● **Extracted information**:
——————————

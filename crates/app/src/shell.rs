//! Route-driven terminal front-end.
//!
//! The shell owns the active quiz session and the one-shot results slot; every
//! screen is built from the presentation-agnostic views of `services`.

use quiz_core::session::QuizSession;
use services::sessions::build_results_view;
use services::{
    AdvanceResult, AppServices, CategoryOverview, CategorySummary, Missing, QuestionView,
    QuizError, ResultsSlot, ResultsView, Route,
};
use tracing::debug;

use crate::render::render_screen;

/// What is on screen.
#[derive(Debug, Clone, PartialEq)]
pub enum Screen {
    Home(Vec<CategorySummary>),
    Category(CategoryOverview),
    Quiz(QuestionView),
    Results(ResultsView),
    Fallback { message: String },
}

#[derive(Debug, Clone, Copy, PartialEq, Eq)]
pub enum Flow {
    Continue,
    Exit,
}

enum Command {
    Navigate(Route),
    Select(usize),
    Advance,
    Notice(String),
    Exit,
}

pub struct Shell {
    services: AppServices,
    route: Route,
    screen: Screen,
    active: Option<QuizSession>,
    results: ResultsSlot,
    notice: Option<String>,
}

impl Shell {
    /// Open the shell at `route`.
    pub async fn open(services: AppServices, route: Route) -> Self {
        let mut shell = Self {
            services,
            route: Route::Home,
            screen: Screen::Home(Vec::new()),
            active: None,
            results: ResultsSlot::new(),
            notice: None,
        };
        shell.navigate(route).await;
        shell
    }

    #[must_use]
    pub fn route(&self) -> &Route {
        &self.route
    }

    #[must_use]
    pub fn screen(&self) -> &Screen {
        &self.screen
    }

    #[must_use]
    pub fn render(&self) -> String {
        render_screen(&self.screen, self.notice.as_deref())
    }

    /// Resolve `route` into a screen. Leaving a quiz abandons it.
    pub async fn navigate(&mut self, route: Route) {
        if let Some(session) = self.active.take() {
            self.services.quiz_loop().abandon(session);
        }

        debug!(route = %route, "navigating");
        self.screen = match &route {
            Route::Home => Screen::Home(self.services.overview().home().await),
            Route::Category { category_id } => {
                match self.services.overview().category(category_id).await {
                    Ok(overview) => Screen::Category(overview),
                    Err(err) => fallback(&err),
                }
            }
            Route::Quiz {
                category_id,
                level_id,
            } => self.enter_quiz(category_id, level_id).await,
            Route::Results {
                category_id,
                level_id,
            } => {
                let summary = self.results.take_for(category_id, level_id);
                match build_results_view(
                    &self.services.catalogue(),
                    category_id,
                    level_id,
                    summary,
                ) {
                    Ok(view) => Screen::Results(view),
                    Err(err) => fallback(&err),
                }
            }
            Route::NotFound { path } => fallback(&QuizError::NotFound(Missing::Route(path.clone()))),
        };
        self.route = route;
    }

    async fn enter_quiz(&mut self, category_id: &str, level_id: &str) -> Screen {
        let quiz_loop = self.services.quiz_loop();
        match quiz_loop.start_quiz(category_id, level_id).await {
            Ok(started) => {
                if started.is_retake {
                    self.notice = Some("Retaking a completed level".to_owned());
                }
                let view = quiz_loop.question_view(&started.session);
                self.active = Some(started.session);
                match view {
                    Some(view) => Screen::Quiz(view),
                    None => Screen::Fallback {
                        message: "this level has no questions".to_owned(),
                    },
                }
            }
            Err(err) => fallback(&err),
        }
    }

    /// Apply one line of input.
    pub async fn handle(&mut self, input: &str) -> Flow {
        self.notice = None;
        match self.command(input.trim()) {
            Command::Exit => return Flow::Exit,
            Command::Navigate(route) => self.navigate(route).await,
            Command::Select(index) => self.select(index),
            Command::Advance => self.advance().await,
            Command::Notice(text) => self.notice = Some(text),
        }
        Flow::Continue
    }

    fn command(&self, input: &str) -> Command {
        match input {
            "q" | "quit" => return Command::Exit,
            "h" | "home" => return Command::Navigate(Route::Home),
            _ => {}
        }
        if let Some(path) = input.strip_prefix("go ") {
            return Command::Navigate(Route::parse(path));
        }

        match &self.screen {
            Screen::Home(categories) => match choice(input, categories.len()) {
                Some(i) => Command::Navigate(Route::category(categories[i].id.as_str())),
                None => unknown(input),
            },
            Screen::Category(overview) => {
                if matches!(input, "b" | "back") {
                    return Command::Navigate(Route::Home);
                }
                match choice(input, overview.levels.len()) {
                    Some(i) => {
                        let card = &overview.levels[i];
                        if card.status.is_unlocked() {
                            Command::Navigate(Route::quiz(
                                overview.summary.id.as_str(),
                                card.level_id.as_str(),
                            ))
                        } else {
                            Command::Notice(format!(
                                "Level {} is locked; complete level {} first",
                                card.level_number,
                                card.level_number.saturating_sub(1)
                            ))
                        }
                    }
                    None => unknown(input),
                }
            }
            Screen::Quiz(view) => match input {
                "" | "n" | "next" => Command::Advance,
                "x" | "exit" => match &self.active {
                    Some(session) => Command::Navigate(Route::category(session.category_id().as_str())),
                    None => Command::Navigate(Route::Home),
                },
                _ => match choice(input, view.options.len()) {
                    Some(i) => Command::Select(i),
                    None => unknown(input),
                },
            },
            Screen::Results(view) => match input {
                "n" | "next" => match &view.next_level {
                    Some(next) => Command::Navigate(Route::quiz(view.category_id.as_str(), next.as_str())),
                    None => Command::Notice("No next level offered for this score".to_owned()),
                },
                "r" | "retake" => Command::Navigate(Route::quiz(
                    view.category_id.as_str(),
                    view.level_id.as_str(),
                )),
                "l" | "levels" => Command::Navigate(Route::category(view.category_id.as_str())),
                _ => unknown(input),
            },
            Screen::Fallback { .. } => Command::Navigate(Route::Home),
        }
    }

    fn select(&mut self, index: usize) {
        let quiz_loop = self.services.quiz_loop();
        let Some(session) = self.active.as_mut() else {
            return;
        };
        if let Err(err) = quiz_loop.select_answer(session, index) {
            self.notice = Some(err.to_string());
        }
        self.refresh_question();
    }

    async fn advance(&mut self) {
        let quiz_loop = self.services.quiz_loop();
        let Some(session) = self.active.as_mut() else {
            return;
        };
        match quiz_loop.advance(session).await {
            Ok(AdvanceResult::NextQuestion { .. }) => self.refresh_question(),
            Ok(AdvanceResult::Completed(done)) => {
                self.active = None;
                let route = Route::results(
                    done.handoff.category_id.as_str(),
                    done.handoff.level_id.as_str(),
                );
                self.results.put(done.handoff);
                self.navigate(route).await;
                if !done.persisted {
                    self.notice = Some("Progress could not be saved".to_owned());
                }
            }
            Err(err) => self.notice = Some(err.to_string()),
        }
    }

    fn refresh_question(&mut self) {
        let Some(session) = &self.active else {
            return;
        };
        if let Some(view) = self.services.quiz_loop().question_view(session) {
            self.screen = Screen::Quiz(view);
        }
    }
}

fn fallback(err: &QuizError) -> Screen {
    debug!(error = %err, "showing fallback screen");
    Screen::Fallback {
        message: err.to_string(),
    }
}

fn unknown(input: &str) -> Command {
    Command::Notice(format!("Unknown command: {input}"))
}

/// Parse a 1-based menu choice into an index below `len`.
fn choice(input: &str, len: usize) -> Option<usize> {
    let n: usize = input.parse().ok()?;
    (1..=len).contains(&n).then(|| n - 1)
}
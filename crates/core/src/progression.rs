//! Level unlocking and result-screen gating.
//!
//! Two separate rules live here:
//! - structural unlock: a level is reachable once the level before it (by
//!   position) has a completed record, whatever its score;
//! - forward shortcut: the results screen offers "next level" only at
//!   `FORWARD_SHORTCUT_THRESHOLD` percent or better.
//!
//! A low-scoring completion therefore still unlocks the next level for direct
//! navigation even though no shortcut is offered.

use crate::model::{Category, Level, LevelId, ProgressRecord};

/// Minimum score percentage for the "next level" shortcut.
pub const FORWARD_SHORTCUT_THRESHOLD: f64 = 60.0;

//
// ─── LEVEL STATUS ──────────────────────────────────────────────────────────────
//

#[derive(Debug, Clone, Copy, PartialEq)]
pub enum LevelStatus {
    Locked,
    Available,
    Completed { percentage: Option<f64> },
}

/// What the level list offers for a level.
#[derive(Debug, Clone, Copy, PartialEq, Eq)]
pub enum LevelAction {
    Start,
    Retake,
    Locked,
}

impl LevelStatus {
    #[must_use]
    pub fn action(self) -> LevelAction {
        match self {
            Self::Locked => LevelAction::Locked,
            Self::Available => LevelAction::Start,
            Self::Completed { .. } => LevelAction::Retake,
        }
    }

    #[must_use]
    pub fn is_unlocked(self) -> bool {
        !matches!(self, Self::Locked)
    }
}

//
// ─── CATEGORY PROGRESS ─────────────────────────────────────────────────────────
//

/// Progress records of one category, viewed against that category's levels.
#[derive(Debug, Clone)]
pub struct CategoryProgress<'a> {
    category: &'a Category,
    records: Vec<&'a ProgressRecord>,
}

impl<'a> CategoryProgress<'a> {
    /// Keep only the records that belong to `category`.
    #[must_use]
    pub fn new(category: &'a Category, records: &'a [ProgressRecord]) -> Self {
        let records = records
            .iter()
            .filter(|record| &record.category_id == category.id())
            .collect();
        Self { category, records }
    }

    #[must_use]
    pub fn category(&self) -> &'a Category {
        self.category
    }

    #[must_use]
    pub fn record_for(&self, level_id: &LevelId) -> Option<&'a ProgressRecord> {
        self.records
            .iter()
            .copied()
            .find(|record| &record.level_id == level_id)
    }

    fn is_completed(&self, level: &Level) -> bool {
        self.record_for(level.id())
            .is_some_and(|record| record.completed)
    }

    /// Whether the level at `level_index` may be opened.
    ///
    /// The first level is always open. Any other level needs a completed
    /// record for the level directly before it. Out-of-range indexes are locked.
    #[must_use]
    pub fn is_unlocked(&self, level_index: usize) -> bool {
        let levels = self.category.levels();
        if level_index >= levels.len() {
            return false;
        }
        if level_index == 0 {
            return true;
        }
        self.is_completed(&levels[level_index - 1])
    }

    /// Unlock check by level id; unknown ids are locked.
    #[must_use]
    pub fn is_level_unlocked(&self, level_id: &LevelId) -> bool {
        self.category
            .level_index(level_id)
            .is_some_and(|index| self.is_unlocked(index))
    }

    #[must_use]
    pub fn status(&self, level_index: usize) -> LevelStatus {
        let Some(level) = self.category.levels().get(level_index) else {
            return LevelStatus::Locked;
        };
        match self.record_for(level.id()) {
            Some(record) if record.completed => LevelStatus::Completed {
                percentage: record.percentage,
            },
            _ if self.is_unlocked(level_index) => LevelStatus::Available,
            _ => LevelStatus::Locked,
        }
    }

    /// Status of every level, in order.
    #[must_use]
    pub fn statuses(&self) -> Vec<LevelStatus> {
        (0..self.category.levels().len())
            .map(|index| self.status(index))
            .collect()
    }

    #[must_use]
    pub fn completed_levels(&self) -> usize {
        self.category
            .levels()
            .iter()
            .filter(|level| self.is_completed(level))
            .count()
    }
}

//
// ─── RESULT SCREEN ─────────────────────────────────────────────────────────────
//

/// The level offered as a "next level" shortcut after finishing `level_id`.
///
/// `None` when the score is below the threshold or `level_id` is the last level.
#[must_use]
pub fn forward_shortcut<'a>(
    category: &'a Category,
    level_id: &LevelId,
    score_percentage: f64,
) -> Option<&'a Level> {
    if score_percentage < FORWARD_SHORTCUT_THRESHOLD {
        return None;
    }
    category.next_level(level_id)
}

/// Headline band for a finished attempt.
#[derive(Debug, Clone, Copy, PartialEq, Eq)]
pub enum ScoreBand {
    Outstanding,
    Excellent,
    GoodJob,
    NotBad,
    KeepPracticing,
}

impl ScoreBand {
    #[must_use]
    pub fn for_percentage(percentage: f64) -> Self {
        if percentage >= 90.0 {
            Self::Outstanding
        } else if percentage >= 80.0 {
            Self::Excellent
        } else if percentage >= 70.0 {
            Self::GoodJob
        } else if percentage >= 60.0 {
            Self::NotBad
        } else {
            Self::KeepPracticing
        }
    }

    #[must_use]
    pub fn message(self) -> &'static str {
        match self {
            Self::Outstanding => "Outstanding!",
            Self::Excellent => "Excellent work!",
            Self::GoodJob => "Good job!",
            Self::NotBad => "Not bad!",
            Self::KeepPracticing => "Keep practicing!",
        }
    }
}

/// Colour tone for a score.
#[derive(Debug, Clone, Copy, PartialEq, Eq)]
pub enum ScoreTone {
    Success,
    Warning,
    Destructive,
}

impl ScoreTone {
    #[must_use]
    pub fn for_percentage(percentage: f64) -> Self {
        if percentage >= 80.0 {
            Self::Success
        } else if percentage >= 60.0 {
            Self::Warning
        } else {
            Self::Destructive
        }
    }
}

#[cfg(test)]
mod tests {
    use super::*;
    use crate::catalogue::Catalogue;
    use crate::model::CategoryId;

    fn record(level: u32, completed: bool, percentage: f64) -> ProgressRecord {
        let category = CategoryId::new("beginner");
        ProgressRecord {
            level_id: LevelId::for_level(&category, level),
            category_id: category,
            completed,
            score: Some(0),
            percentage: Some(percentage),
            timestamp: 0,
        }
    }

    fn beginner(catalogue: &Catalogue) -> &Category {
        catalogue.find_category("beginner").unwrap()
    }

    #[test]
    fn first_level_is_always_unlocked() {
        let catalogue = Catalogue::builtin().unwrap();
        for category in catalogue.categories() {
            let progress = CategoryProgress::new(category, &[]);
            assert!(progress.is_unlocked(0));
        }

        let records = vec![record(1, false, 0.0)];
        let progress = CategoryProgress::new(beginner(&catalogue), &records);
        assert!(progress.is_unlocked(0));
    }

    #[test]
    fn later_levels_need_previous_completion() {
        let catalogue = Catalogue::builtin().unwrap();
        let records = vec![record(1, true, 10.0), record(2, false, 0.0)];
        let progress = CategoryProgress::new(beginner(&catalogue), &records);

        assert!(progress.is_unlocked(1));
        assert!(!progress.is_unlocked(2));
        assert!(!progress.is_unlocked(3));
        assert!(!progress.is_unlocked(99));
    }

    #[test]
    fn records_from_other_categories_do_not_unlock() {
        let catalogue = Catalogue::builtin().unwrap();
        let mut foreign = record(1, true, 100.0);
        foreign.category_id = CategoryId::new("advanced");
        let records = vec![foreign];
        let progress = CategoryProgress::new(beginner(&catalogue), &records);

        assert!(!progress.is_unlocked(1));
        assert_eq!(progress.completed_levels(), 0);
    }

    #[test]
    fn low_score_completion_still_unlocks_next_level() {
        let catalogue = Catalogue::builtin().unwrap();
        let category = beginner(&catalogue);
        let records = vec![record(1, true, 5.0)];
        let progress = CategoryProgress::new(category, &records);

        assert!(progress.is_level_unlocked(&LevelId::new("beginner-level-2")));
        assert!(forward_shortcut(category, &LevelId::new("beginner-level-1"), 5.0).is_none());
    }

    #[test]
    fn statuses_map_to_actions() {
        let catalogue = Catalogue::builtin().unwrap();
        let records = vec![record(1, true, 75.0)];
        let progress = CategoryProgress::new(beginner(&catalogue), &records);
        let statuses = progress.statuses();

        assert_eq!(statuses.len(), 10);
        assert_eq!(
            statuses[0],
            LevelStatus::Completed {
                percentage: Some(75.0)
            }
        );
        assert_eq!(statuses[0].action(), LevelAction::Retake);
        assert_eq!(statuses[1].action(), LevelAction::Start);
        assert_eq!(statuses[2].action(), LevelAction::Locked);
        assert_eq!(progress.completed_levels(), 1);
    }

    #[test]
    fn shortcut_needs_threshold_and_next_level() {
        let catalogue = Catalogue::builtin().unwrap();
        let category = beginner(&catalogue);
        let first = LevelId::new("beginner-level-1");
        let last = LevelId::new("beginner-level-10");

        assert_eq!(
            forward_shortcut(category, &first, 60.0).map(|l| l.id().as_str()),
            Some("beginner-level-2")
        );
        assert!(forward_shortcut(category, &first, 59.99).is_none());
        assert!(forward_shortcut(category, &last, 100.0).is_none());
    }

    #[test]
    fn bands_and_tones() {
        assert_eq!(ScoreBand::for_percentage(95.0), ScoreBand::Outstanding);
        assert_eq!(ScoreBand::for_percentage(80.0), ScoreBand::Excellent);
        assert_eq!(ScoreBand::for_percentage(70.0), ScoreBand::GoodJob);
        assert_eq!(ScoreBand::for_percentage(60.0), ScoreBand::NotBad);
        assert_eq!(ScoreBand::for_percentage(59.0).message(), "Keep practicing!");
        assert_eq!(ScoreTone::for_percentage(85.0), ScoreTone::Success);
        assert_eq!(ScoreTone::for_percentage(65.0), ScoreTone::Warning);
        assert_eq!(ScoreTone::for_percentage(10.0), ScoreTone::Destructive);
    }
}
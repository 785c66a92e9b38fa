use chrono::{DateTime, Utc};
use thiserror::Error;

use crate::model::{CategoryId, Level, LevelId, Question, ResultSummary};
use crate::time::whole_seconds_between;

#[derive(Debug, Error, Clone, PartialEq, Eq)]
#[non_exhaustive]
pub enum SessionError {
    #[error("level has no questions")]
    Empty,

    #[error("session already completed")]
    Completed,

    #[error("option {index} does not exist (question has {count} options)")]
    InvalidOption { index: usize, count: usize },

    #[error("answer must be revealed before advancing")]
    AnswerNotRevealed,
}

//
// ─── PHASE ─────────────────────────────────────────────────────────────────────
//

/// Where an attempt currently stands.
#[derive(Debug, Clone, PartialEq)]
pub enum SessionPhase {
    AwaitingAnswer { question_index: usize },
    AnswerRevealed { question_index: usize, selected: usize },
    Completed(ResultSummary),
}

/// Result of `QuizSession::select_answer`.
#[derive(Debug, Clone, Copy, PartialEq, Eq)]
pub enum SelectOutcome {
    /// The selection was recorded and the answer is now revealed.
    Recorded,
    /// An answer was already revealed for this question; nothing changed.
    AlreadyAnswered,
}

/// Result of `QuizSession::advance`.
#[derive(Debug, Clone, PartialEq)]
pub enum Advance {
    NextQuestion { question_index: usize },
    Completed(ResultSummary),
}

/// Feedback shown once an answer is revealed.
#[derive(Debug, Clone, PartialEq, Eq)]
pub struct AnswerFeedback<'a> {
    pub selected: usize,
    pub correct_option: usize,
    pub is_correct: bool,
    pub explanation: &'a str,
}

//
// ─── SESSION ───────────────────────────────────────────────────────────────────
//

/// One in-progress attempt at a level.
///
/// Plain value: created fresh per attempt, discarded when finished or
/// abandoned. Nothing here touches storage; the caller persists the
/// `ResultSummary` returned by the final `advance`.
#[derive(Debug, Clone, PartialEq)]
pub struct QuizSession {
    category_id: CategoryId,
    level_id: LevelId,
    questions: Vec<Question>,
    selections: Vec<Option<usize>>,
    phase: SessionPhase,
    started_at: DateTime<Utc>,
    question_started_at: DateTime<Utc>,
}

impl QuizSession {
    /// Start an attempt at `level` on the first question.
    ///
    /// # Errors
    ///
    /// Returns `SessionError::Empty` if the level has no questions.
    pub fn start(
        category_id: CategoryId,
        level: &Level,
        started_at: DateTime<Utc>,
    ) -> Result<Self, SessionError> {
        if level.questions().is_empty() {
            return Err(SessionError::Empty);
        }

        Ok(Self {
            category_id,
            level_id: level.id().clone(),
            questions: level.questions().to_vec(),
            selections: vec![None; level.question_count()],
            phase: SessionPhase::AwaitingAnswer { question_index: 0 },
            started_at,
            question_started_at: started_at,
        })
    }

    #[must_use]
    pub fn category_id(&self) -> &CategoryId {
        &self.category_id
    }

    #[must_use]
    pub fn level_id(&self) -> &LevelId {
        &self.level_id
    }

    #[must_use]
    pub fn phase(&self) -> &SessionPhase {
        &self.phase
    }

    #[must_use]
    pub fn questions(&self) -> &[Question] {
        &self.questions
    }

    #[must_use]
    pub fn selections(&self) -> &[Option<usize>] {
        &self.selections
    }

    #[must_use]
    pub fn started_at(&self) -> DateTime<Utc> {
        self.started_at
    }

    #[must_use]
    pub fn total_questions(&self) -> usize {
        self.questions.len()
    }

    /// Index of the question on screen, or `None` once completed.
    #[must_use]
    pub fn current_index(&self) -> Option<usize> {
        match self.phase {
            SessionPhase::AwaitingAnswer { question_index }
            | SessionPhase::AnswerRevealed { question_index, .. } => Some(question_index),
            SessionPhase::Completed(_) => None,
        }
    }

    #[must_use]
    pub fn current_question(&self) -> Option<&Question> {
        self.current_index().and_then(|i| self.questions.get(i))
    }

    /// 1-based position for "Question N of M" displays.
    #[must_use]
    pub fn question_number(&self) -> Option<usize> {
        self.current_index().map(|i| i + 1)
    }

    /// Fraction of the level reached, counting the current question.
    #[must_use]
    #[allow(clippy::cast_precision_loss)]
    pub fn progress_fraction(&self) -> f64 {
        let reached = self.question_number().unwrap_or(self.questions.len());
        reached as f64 / self.questions.len() as f64
    }

    #[must_use]
    pub fn is_last_question(&self) -> bool {
        self.current_index() == Some(self.questions.len() - 1)
    }

    #[must_use]
    pub fn is_revealed(&self) -> bool {
        matches!(self.phase, SessionPhase::AnswerRevealed { .. })
    }

    #[must_use]
    pub fn is_complete(&self) -> bool {
        matches!(self.phase, SessionPhase::Completed(_))
    }

    #[must_use]
    pub fn result(&self) -> Option<&ResultSummary> {
        match &self.phase {
            SessionPhase::Completed(summary) => Some(summary),
            _ => None,
        }
    }

    /// Feedback for the revealed answer, if one is revealed.
    #[must_use]
    pub fn feedback(&self) -> Option<AnswerFeedback<'_>> {
        let SessionPhase::AnswerRevealed {
            question_index,
            selected,
        } = self.phase
        else {
            return None;
        };
        let question = self.questions.get(question_index)?;
        Some(AnswerFeedback {
            selected,
            correct_option: question.correct_option(),
            is_correct: question.is_correct(selected),
            explanation: question.explanation(),
        })
    }

    /// Seconds spent on the current question so far.
    #[must_use]
    pub fn question_elapsed_seconds(&self, now: DateTime<Utc>) -> u64 {
        whole_seconds_between(self.question_started_at, now)
    }

    /// Seconds since the attempt started.
    #[must_use]
    pub fn elapsed_seconds(&self, now: DateTime<Utc>) -> u64 {
        whole_seconds_between(self.started_at, now)
    }

    /// Record an answer for the current question and reveal it.
    ///
    /// Answers are final: once revealed, further calls for the same question
    /// return `SelectOutcome::AlreadyAnswered` and leave the selection as is.
    ///
    /// # Errors
    ///
    /// Returns `SessionError::Completed` after the last question was advanced.
    /// Returns `SessionError::InvalidOption` if `index` is not an option.
    pub fn select_answer(&mut self, index: usize) -> Result<SelectOutcome, SessionError> {
        let question_index = match self.phase {
            SessionPhase::AwaitingAnswer { question_index } => question_index,
            SessionPhase::AnswerRevealed { .. } => return Ok(SelectOutcome::AlreadyAnswered),
            SessionPhase::Completed(_) => return Err(SessionError::Completed),
        };

        let count = self.questions[question_index].options().len();
        if index >= count {
            return Err(SessionError::InvalidOption { index, count });
        }

        self.selections[question_index] = Some(index);
        self.phase = SessionPhase::AnswerRevealed {
            question_index,
            selected: index,
        };
        Ok(SelectOutcome::Recorded)
    }

    /// Move past a revealed answer.
    ///
    /// On the last question this scores the attempt and completes the session.
    ///
    /// # Errors
    ///
    /// Returns `SessionError::AnswerNotRevealed` if no answer is revealed yet.
    /// Returns `SessionError::Completed` if the session already finished.
    pub fn advance(&mut self, now: DateTime<Utc>) -> Result<Advance, SessionError> {
        let question_index = match self.phase {
            SessionPhase::AnswerRevealed { question_index, .. } => question_index,
            SessionPhase::AwaitingAnswer { .. } => return Err(SessionError::AnswerNotRevealed),
            SessionPhase::Completed(_) => return Err(SessionError::Completed),
        };

        let next = question_index + 1;
        if next < self.questions.len() {
            self.phase = SessionPhase::AwaitingAnswer {
                question_index: next,
            };
            self.question_started_at = now;
            return Ok(Advance::NextQuestion {
                question_index: next,
            });
        }

        let summary = ResultSummary::score(
            &self.questions,
            &self.selections,
            self.elapsed_seconds(now),
        );
        self.phase = SessionPhase::Completed(summary.clone());
        Ok(Advance::Completed(summary))
    }
}

#[cfg(test)]
mod tests {
    use super::*;
    use crate::model::QuestionId;
    use crate::time::fixed_now;
    use chrono::Duration;

    fn level(correct: &[usize]) -> Level {
        let questions = correct
            .iter()
            .enumerate()
            .map(|(i, c)| {
                Question::new(
                    QuestionId::new(format!("q{i}")),
                    format!("Question {i}"),
                    vec!["a".into(), "b".into(), "c".into()],
                    *c,
                    format!("Because {i}"),
                )
                .unwrap()
            })
            .collect();
        Level::new(LevelId::new("test-level-1"), 1, "Level 1", questions)
    }

    fn start(correct: &[usize]) -> QuizSession {
        QuizSession::start(CategoryId::new("test"), &level(correct), fixed_now()).unwrap()
    }

    #[test]
    fn starts_awaiting_first_answer() {
        let session = start(&[0, 1]);
        assert_eq!(
            session.phase(),
            &SessionPhase::AwaitingAnswer { question_index: 0 }
        );
        assert_eq!(session.selections(), &[None, None]);
        assert_eq!(session.question_number(), Some(1));
        assert!((session.progress_fraction() - 0.5).abs() < f64::EPSILON);
    }

    #[test]
    fn empty_level_cannot_start() {
        let empty = Level::new(LevelId::new("x"), 1, "Level 1", Vec::new());
        let err = QuizSession::start(CategoryId::new("test"), &empty, fixed_now()).unwrap_err();
        assert_eq!(err, SessionError::Empty);
    }

    #[test]
    fn second_selection_after_reveal_is_ignored() {
        let mut session = start(&[0, 1]);
        assert_eq!(session.select_answer(2).unwrap(), SelectOutcome::Recorded);
        assert_eq!(
            session.select_answer(0).unwrap(),
            SelectOutcome::AlreadyAnswered
        );
        assert_eq!(session.selections()[0], Some(2));
        assert_eq!(
            session.phase(),
            &SessionPhase::AnswerRevealed {
                question_index: 0,
                selected: 2
            }
        );
    }

    #[test]
    fn feedback_reports_correctness() {
        let mut session = start(&[1]);
        assert!(session.feedback().is_none());
        session.select_answer(0).unwrap();
        let feedback = session.feedback().unwrap();
        assert!(!feedback.is_correct);
        assert_eq!(feedback.correct_option, 1);
        assert_eq!(feedback.explanation, "Because 0");
    }

    #[test]
    fn rejects_unknown_option() {
        let mut session = start(&[0]);
        let err = session.select_answer(3).unwrap_err();
        assert_eq!(err, SessionError::InvalidOption { index: 3, count: 3 });
        assert!(!session.is_revealed());
    }

    #[test]
    fn cannot_advance_before_reveal() {
        let mut session = start(&[0, 1]);
        assert_eq!(
            session.advance(fixed_now()).unwrap_err(),
            SessionError::AnswerNotRevealed
        );
    }

    #[test]
    fn advance_moves_to_next_question_and_resets_timer() {
        let mut session = start(&[0, 1]);
        session.select_answer(0).unwrap();
        let later = fixed_now() + Duration::seconds(12);
        assert_eq!(
            session.advance(later).unwrap(),
            Advance::NextQuestion { question_index: 1 }
        );
        assert!(session.is_last_question());
        assert_eq!(session.question_elapsed_seconds(later + Duration::seconds(3)), 3);
        assert_eq!(session.elapsed_seconds(later + Duration::seconds(3)), 15);
    }

    #[test]
    fn final_advance_scores_and_completes() {
        let mut session = start(&[0, 1, 2, 0]);
        let answers = [0, 2, 2, 1];
        let mut now = fixed_now();
        for answer in answers {
            session.select_answer(answer).unwrap();
            now += Duration::milliseconds(2_600);
            let _ = session.advance(now).unwrap();
        }

        let summary = session.result().unwrap();
        assert_eq!(summary.correct_count(), 2);
        assert_eq!(summary.total_questions(), 4);
        assert!((summary.score_percentage() - 50.0).abs() < f64::EPSILON);
        assert_eq!(summary.elapsed_seconds(), 10);
        assert_eq!(
            summary.answer_selections(),
            &[Some(0), Some(2), Some(2), Some(1)]
        );
        assert!(session.current_question().is_none());
    }

    #[test]
    fn completed_session_rejects_further_input() {
        let mut session = start(&[0]);
        session.select_answer(1).unwrap();
        let Advance::Completed(summary) = session.advance(fixed_now()).unwrap() else {
            panic!("expected completion");
        };
        assert_eq!(summary.correct_count(), 0);
        assert_eq!(session.select_answer(0).unwrap_err(), SessionError::Completed);
        assert_eq!(session.advance(fixed_now()).unwrap_err(), SessionError::Completed);
    }
}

——————————

● **What you need to do**:
Respond with a single number, namely how many lines of the entries contain the word "CategoryOverview".

● **Reply to the exercise**:
2